Organizatorzy Festiwalu Filmowego w Gdyni jak co roku, już od kilku edycji, poświęcają sporo miejsca rodzimej klasyce. I w tym roku impreza ta da możliwość obejrzenia kilku odrestaurowanych polskich filmów. To dla mnie zawsze najbezpieczniejsza z sekcji festiwalu w Gdyni. Wiadomo, cyfrowej rekonstrukcji poddawane są tylko dobre polskie filmy. Co zobaczymy w tym roku? I czy jest szansa, by filmy te trafiły do szerszego grona odbiorców?
Sięgnę na początek po informację prasową, bowiem doskonale przybliża ona
tę część festiwalowego programu:
Czysta klasyka, stała sekcja Festiwalu Filmowego w Gdyni,
poświęcona jest zrekonstruowanym cyfrowo dziełom polskiej kinematografii. Podczas
40. Festiwalu Filmowego w Gdyni obejrzymy w tej sekcji siedem tytułów.

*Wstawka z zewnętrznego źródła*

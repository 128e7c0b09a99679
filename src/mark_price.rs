// 13.0: mark price derivation. perpetuals blend the index with the book mid through a
// clamped, EMA-smoothed premium so a thin book cannot drag margin around.
// every other instrument marks its underlying at the index: dated futures and options
// settle against the oracle, and an option book trades premiums, not the underlying.

use crate::instrument::InstrumentKind;
use crate::types::Price;
use rust_decimal::Decimal;
use rust_decimal_macros::dec;
use serde::{Deserialize, Serialize};

#[derive(Debug, Clone, PartialEq, Eq, Serialize, Deserialize)]
pub struct MarkPriceParams {
    pub max_premium: Decimal,
    /// EMA weight of the newest premium. 1 = no smoothing, 0 = mark pinned to index.
    pub ema_alpha: Decimal,
}

impl Default for MarkPriceParams {
    fn default() -> Self {
        Self {
            max_premium: dec!(0.05),
            ema_alpha: dec!(0.1),
        }
    }
}

#[derive(Debug, Clone, Copy, PartialEq, Eq, Serialize, Deserialize)]
pub struct MarkPriceState {
    pub mark_price: Price,
    pub premium_index: Decimal,
}

pub fn calculate_raw_premium(mid_price: Price, index_price: Price) -> Decimal {
    (mid_price.value() - index_price.value()) / index_price.value()
}

pub fn clamp_premium(premium: Decimal, max_premium: Decimal) -> Decimal {
    premium.max(-max_premium).min(max_premium)
}

pub fn smooth_premium(current: Decimal, previous: Decimal, alpha: Decimal) -> Decimal {
    alpha * current + (Decimal::ONE - alpha) * previous
}

pub fn mark_price_from_premium(index_price: Price, premium: Decimal) -> Price {
    // |premium| <= max_premium < 1 keeps this positive
    Price::new(index_price.value() * (Decimal::ONE + premium)).unwrap_or(index_price)
}

// 13.1: one perp mark step. no mid = zero raw premium, so the smoothed premium decays
pub fn update_mark_price(
    previous_premium: Decimal,
    index_price: Price,
    mid_price: Option<Price>,
    params: &MarkPriceParams,
) -> MarkPriceState {
    let raw = mid_price.map_or(Decimal::ZERO, |mid| calculate_raw_premium(mid, index_price));
    let clamped = clamp_premium(raw, params.max_premium);
    let smoothed = smooth_premium(clamped, previous_premium, params.ema_alpha);

    MarkPriceState {
        mark_price: mark_price_from_premium(index_price, smoothed),
        premium_index: smoothed,
    }
}

// 13.2: instrument dispatch
pub fn derive_mark_price(
    kind: &InstrumentKind,
    previous_premium: Decimal,
    index_price: Price,
    mid_price: Option<Price>,
    params: &MarkPriceParams,
) -> MarkPriceState {
    match kind {
        InstrumentKind::Perpetual => update_mark_price(previous_premium, index_price, mid_price, params),
        InstrumentKind::Spot | InstrumentKind::Future { .. } | InstrumentKind::Option { .. } => MarkPriceState {
            mark_price: index_price,
            premium_index: Decimal::ZERO,
        },
    }
}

Zaprezentujemy przebój kasowy lat 70., czyli "Dzieje grzechu" (1974)
Waleriana Borowczyka według skandalizującej niegdyś powieści Stefana
Żeromskiego. Tuż obok – inspirowane równie głośną i kontrowersyjną przed laty
książką Emila Zegadłowicza – "Zmory" (1978) Wojciecha Marczewskiego.
Z kolei Janusz Majewski w swojej, opartej na powieści Andrzeja Kuśniewicza
"Lekcji martwego języka" (1979), kreśląc analogię między umieraniem
młodego oficera i gaśnięciem c.k. świata, wraca do ulubionej przez siebie
epoki. Edward Żebrowski w autorskiej adaptacji "Szpitala
przemienienia" (1978) Stanisława Lema, stawia swoich bohaterów w sytuacji
granicznej, zmuszając do trudnych wyborów w obliczu nadejścia wojny.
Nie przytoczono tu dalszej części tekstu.